But the good news is, I have learned how to get myself out of such emotional quicksand and I want to teach you how too. It’s called the prayer of surrender.

We all have many desires – good and legitimate desires, nothing God would disapprove of.  But what starts to happen to us when our desires get delayed, frustrated or denied?

My desire in that moment was to get to the airport, make my plane and fulfill my responsibilities to be on that television show.  Perhaps your desire is to have a stress free Christmas, a nice family dinner, a spouse that loves you, children who obey you, and a paycheck that supports your financial obligations.  
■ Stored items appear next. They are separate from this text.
impl<'w> WgpuGpu<'w> {
    /// Creates a device presenting into `window`.
    ///
    /// Adapter/device acquisition is asynchronous under wgpu. Anything that
    /// prevents presenting into the window is a
    /// [`SetupError::MissingCapability`].
    pub async fn new(window: &'w Window, init: GpuInit) -> Result<Self, SetupError> {
        let GpuInit {
            prefer_srgb,
            present_mode,
            alpha_mode,
            power_preference,
            required_features,
            required_limits,
            desired_maximum_frame_latency,
        } = init;

        let instance = wgpu::Instance::new(&wgpu::InstanceDescriptor {
            backends: wgpu::Backends::all(),
            ..Default::default()
        });

        let surface = instance
            .create_surface(window)
            .map_err(|e| SetupError::MissingCapability(format!("cannot create a surface: {e}")))?;

        let adapter = instance
            .request_adapter(&wgpu::RequestAdapterOptions {
                power_preference,
                compatible_surface: Some(&surface),
                force_fallback_adapter: false,
            })
            .await
            .map_err(|e| SetupError::MissingCapability(format!("no suitable GPU adapter: {e}")))?;

        let (device, queue) = adapter
            .request_device(&wgpu::DeviceDescriptor {
                label: Some("easel-engine device"),
                required_features,
                required_limits,
                experimental_features: wgpu::ExperimentalFeatures::disabled(),
                memory_hints: wgpu::MemoryHints::Performance,
                trace: wgpu::Trace::Off,
            })
            .await
            .map_err(|e| SetupError::MissingCapability(format!("cannot open the GPU device: {e}")))?;

        let caps = surface.get_capabilities(&adapter);
        let format = surface::choose_surface_format(&caps, prefer_srgb)
            .ok_or_else(|| SetupError::MissingCapability("surface supports no texture format".into()))?;

        let canvas = WindowCanvas::new(window);
        let (width, height) = canvas.backing_size();
        let config = wgpu::SurfaceConfiguration {
            usage: wgpu::TextureUsages::RENDER_ATTACHMENT,
            format,
            width: width.max(1),
            height: height.max(1),
            present_mode,
            alpha_mode: surface::choose_alpha_mode(&caps, alpha_mode),
            view_formats: vec![],
            desired_maximum_frame_latency,
        };
        surface.configure(&device, &config);

        let info = adapter.get_info();
        log::info!("GPU: {} ({:?}), surface format {format:?}", info.name, info.backend);

        Ok(Self {
            surface,
            adapter,
            device,
            queue,
            config,
            canvas,
            objects: ObjectTable::default(),
            modules: HashMap::new(),
            linked: HashMap::new(),
            buffers: HashMap::new(),
            pipelines: HashMap::new(),
            current_program: None,
            current_vao: None,
            viewport: None,
            clear_color: ColorRgba::transparent(),
            pending_clear: None,
            frame: None,
            lost: false,
        })
    }

    /// Name, backend and driver of the adapter in use.
    pub fn adapter_info(&self) -> wgpu::AdapterInfo {
        self.adapter.get_info()
    }

    /// Format the surface is configured with.
    pub fn surface_format(&self) -> wgpu::TextureFormat {
        self.config.format
    }

    /// The window this device presents into.
    pub fn window(&self) -> &'w Window {
        self.canvas.window()
    }

    /// `true` once frame acquisition failed fatally; nothing will be drawn again.
    pub fn is_lost(&self) -> bool {
        self.lost
    }

    /// Makes sure a swapchain image is held, applying a pending resize first.
    ///
    /// Returns `false` when this frame cannot be drawn (zero-sized canvas or
    /// surface error).
    fn acquire_frame(&mut self) -> bool {
        if self.frame.is_some() {
            return true;
        }
        if self.lost {
            return false;
        }

        if self.canvas.resize_pending() {
            let (width, height) = self.canvas.backing_size();
            if !surface::apply_resize(&self.surface, &self.device, &mut self.config, width, height) {
                return false;
            }
            self.canvas.resize_applied();
        }

        match self.surface.get_current_texture() {
            Ok(surface_texture) => {
                self.frame = Some(Frame::new(surface_texture));
                true
            }
            Err(err) => {
                match surface::map_surface_error(&self.surface, &self.device, &self.config, err.clone()) {
                    SurfaceErrorAction::Reconfigured => log::debug!("surface reconfigured after {err:?}"),
                    SurfaceErrorAction::SkipFrame => log::warn!("frame skipped: {err}"),
                    SurfaceErrorAction::Fatal => {
                        log::error!("surface lost for good: {err}");
                        self.lost = true;
                    }
                }
                false
            }
        }
    }

    fn build_pipeline(&self, key: PipelineKey) -> Result<CachedPipeline, String> {
        let program = self.linked.get(&key.program).ok_or("program is not linked")?;
        let vao = self
            .objects
            .vertex_array(key.vao)
            .ok_or("vertex array does not exist")?;

        program.check_inputs(vao.active_attributes())?;
        let plans = plan_vertex_buffers(vao.active_attributes())?;

        log::debug!("building pipeline for {key:?}");
        let pipeline = program.build_pipeline(&self.device, &plans, key.primitive, key.format);
        Ok(CachedPipeline { pipeline, plans })
    }

    fn forget_pipelines(&mut self, keep: impl Fn(&PipelineKey) -> bool) {
        self.pipelines.retain(|key, _| keep(key));
    }

    fn target_viewport(&self) -> Option<[f32; 4]> {
        let (width, height) = (self.config.width, self.config.height);
        self.viewport
            .unwrap_or(Viewport::full(width, height))
            .to_target(width, height)
    }

    fn encode_draw(&mut self, key: PipelineKey, first: u32, count: u32) {
        let Some([x, y, w, h]) = self.target_viewport() else {
            log::trace!("draw skipped: empty viewport");
            return;
        };

        let (Some(frame), Some(cached), Some(program)) = (
            self.frame.as_ref(),
            self.pipelines.get(&key),
            self.linked.get(&key.program),
        ) else {
            return;
        };

        let mut slots = Vec::with_capacity(cached.plans.len());
        for plan in &cached.plans {
            let (Some(buffer), Some(len)) = (self.buffers.get(&plan.buffer), self.objects.buffer_len(plan.buffer)) else {
                log::error!("draw skipped: {:?} has no data", plan.buffer);
                return;
            };
            let capacity = plan.vertex_capacity(len as u64);
            if u64::from(first) + u64::from(count) > capacity {
                log::error!(
                    "draw skipped: {count} vertices from {first} exceed the {capacity} held by {:?}",
                    plan.buffer
                );
                return;
            }
            slots.push(buffer.slice(plan.base_offset..));
        }

        let mut encoder = self.device.create_command_encoder(&wgpu::CommandEncoderDescriptor {
            label: Some("easel draw encoder"),
        });
        {
            let mut pass = frame.begin_pass(&mut encoder, self.pending_clear.take());
            pass.set_viewport(x, y, w, h, 0.0, 1.0);
            pass.set_pipeline(&cached.pipeline);
            if let Some(bind_group) = program.bind_group() {
                pass.set_bind_group(0, bind_group, &[]);
            }
            for (slot, range) in slots.into_iter().enumerate() {
                pass.set_vertex_buffer(slot as u32, range);
            }
            pass.draw(first..first + count, 0..1);
        }
        self.queue.submit(std::iter::once(encoder.finish()));
    }

    fn encode_clear(&mut self) {
        let (Some(frame), Some(color)) = (self.frame.as_ref(), self.pending_clear.take()) else {
            return;
        };

        let mut encoder = self.device.create_command_encoder(&wgpu::CommandEncoderDescriptor {
            label: Some("easel clear encoder"),
        });
        drop(frame.begin_pass(&mut encoder, Some(color)));
        self.queue.submit(std::iter::once(encoder.finish()));
    }
}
There is nothing wrong with your desires. But when our desires start to become demands our anxious, angry, or discouraged countenance tells us we’re slipping into dangerous territory.   In those moments we don’t believe God is enough.  We want (demand) more than he’s provided.  We’re bowing down to an idol (what we MUST have) that is now RULING us instead of Christ.

Typically human desires cluster around three main themes.  Power and control, affirmation, approval, & appreciation, and security and comfort.

Power and Control

Once we recognize that our legitimate desires have grown into idols, we have a choice −to cling to what we want or to trust God and surrender.

The prayer of surrender goes like this: 

Lord, I want to get to the airport on time and meet my obligations.  I’m aware that my body is tense and my heart is gripped with worry (anger, hurt, or whatever emotion you are experiencing in the moment) that I’m not going to get what I want. 

Right now I surrender my desire for control over this situation. I cannot control the weather, how fast the traffic moves, or whether or not I get to the airport or the plane is cancelled.  I surrender my desire for power over these things to you.

I surrender my desire for affirmation and approval.  I want to keep all my obligations and meet my responsibilities.  I want people to like me and approve of my work. I let go of my desire for these things. I choose to trust you for my value and worth.

I surrender my desire for security and comfort.  I don’t know what will happen during this snowstorm but I trust you love me and are in control.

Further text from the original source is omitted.